What is Secure Messaging?

Secure Messaging is the automatic process of:
  • Identifying outbound email that contain Protected Health Information (PHI), company confidential data, etc.
  • Encrypting the email messages
  • Putting encrypted email messages on ETMC's Secure Email website for storage and pickup by the recipient
  • Sending the recipient a clear text message containing a link to the encrypted message on the Secure Mail website

Why are we implementing Secure Messaging?

Sending an email message across the Internet is about the same as sending a postcard through regular mail – the contents are visible to anyone who cares to look at it. With Secure Messaging messages containing patient health information, company confidential data, etc. can now be protected and are visible only to the intended recipient.

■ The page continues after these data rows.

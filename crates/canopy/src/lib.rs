//! # canopy
//!
//! Hierarchical cancellation, deadlines and request-scoped values for tokio.
//!
//! A [`Context`] is a node in a tree. Deriving a child with
//! [`with_cancel`], [`with_deadline`] or [`with_timeout`] returns the child
//! and a [`CancelHandle`]; canceling a node cancels its whole subtree and
//! nothing else. [`with_value`] attaches an immutable key/value pair that
//! descendants can look up.
//!
//! ## Guarantees
//!
//! - A node settles exactly once; the first reason written wins
//! - [`Context::err`] is set before [`Context::done`] fires
//! - Cancellation flows down the tree, lookups flow up, neither flows sideways
//! - The primitive is advisory: work in progress is never interrupted
//!
//! ## Example
//!
//! ```
//! use std::time::Duration;
//! use canopy::{Context, ContextError};
//!
//! # #[tokio::main(flavor = "current_thread")]
//! # async fn main() -> canopy::Result<()> {
//! let ctx = Context::background().with_value("request_id", 42_u64)?;
//! let (ctx, cancel) = ctx.with_timeout(Duration::from_secs(2));
//! let _guard = cancel.drop_guard();
//!
//! tokio::select! {
//!     _ = ctx.done().wait() => {
//!         assert_eq!(ctx.err(), Some(ContextError::DeadlineExceeded));
//!     }
//!     _ = tokio::time::sleep(Duration::from_millis(10)) => {
//!         assert_eq!(ctx.value::<u64>("request_id"), Some(&42));
//!     }
//! }
//! # Ok(())
//! # }
//! ```

mod after;
mod cancel;
pub mod config;
mod context;
mod deadline;
mod error;
mod key;
mod signal;

pub use after::{merge_cancel, AfterFuncHandle};
pub use cancel::{
    live_propagation_tasks, with_cancel, with_cancel_cause, CancelCauseHandle, CancelGuard,
    CancelHandle,
};
pub use config::TimeoutConfig;
pub use context::{with_value, Context, ContextId};
pub use deadline::{with_deadline, with_timeout};
pub use error::{CanopyError, Cause, ContextError, Result};
pub use key::Key;
pub use signal::Done;

/// The top-level root context
pub fn background() -> Context {
    Context::background()
}

/// Placeholder root for call sites that have no context yet
pub fn todo() -> Context {
    Context::todo()
}
//! Error types for canopy

use std::sync::Arc;
use thiserror::Error;

/// Terminal reason a context stopped being active
///
/// Reported by [`Context::err`](crate::Context::err) once the context's
/// [`Done`](crate::Done) signal has fired. A reason propagated from an
/// ancestor is copied down unchanged.
#[derive(Error, Debug, Clone, Copy, PartialEq, Eq, Hash)]
pub enum ContextError {
    /// The context was released through its cancel handle
    #[error("context canceled")]
    Canceled,

    /// The context's deadline passed before it was released
    #[error("context deadline exceeded")]
    DeadlineExceeded,
}

impl ContextError {
    /// Whether this reason came from a timer rather than an explicit cancel
    pub fn is_timeout(&self) -> bool {
        matches!(self, Self::DeadlineExceeded)
    }

    /// Deadline expiry is transient: retrying with a fresh deadline may succeed
    pub fn is_temporary(&self) -> bool {
        self.is_timeout()
    }
}

/// Underlying cause attached to a settled context
///
/// Defaults to the node's [`ContextError`]; contexts built with
/// [`with_cancel_cause`](crate::with_cancel_cause) can carry any error.
pub type Cause = Arc<dyn std::error::Error + Send + Sync + 'static>;

/// Unified error type for canopy construction and configuration
#[derive(Error, Debug)]
pub enum CanopyError {
    // Value-node construction
    #[error("Invalid context key: {0}")]
    InvalidKey(String),

    // Configuration
    #[error("Configuration error: {0}")]
    Config(String),

    // I/O errors
    #[error("I/O error: {0}")]
    Io(#[from] std::io::Error),
}

/// Result type alias using CanopyError
pub type Result<T> = std::result::Result<T, CanopyError>;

How is confidential data identified?

The content of all outbound messages, including attachments, are scanned and the results compared against several lexicons (a.k.a dictionaries). These dictionaries contain medical and other terminology that is normally associated with personal health information, financial reports, and other company confidential data. A score is then given to the message and, if it is higher than the preset threshold, the message will be encrypted.


What if confidential data is in the Subject Line?

It is not technically possible to encrypt the subject line of an email therefore any messages that contain confidential data in the subject line will be rejected and returned to the sender. You will need to modify the subject line and resend the message for it to go through.

Sending a Secure Message.

For the most part you don’t need to do anything special when sending confidential Internet messages containing PHI or company confidential data as this process is completely automated. But if you want to be sure the message you send is encrypted just put the word ‘secure’ in square brackets into your subject line exactly like this: [secure]

The recipient will receive a notification message that they have a secure email waiting for them. A link within the notification message will allow them to retrieve the message from the ETMC Secure Mail server.


What if the recipient does not retrieve the message?

If the recipient does not retrieve the message within 30 days the sender will receive a notice to that effect and the original message will be deleted from the secure website.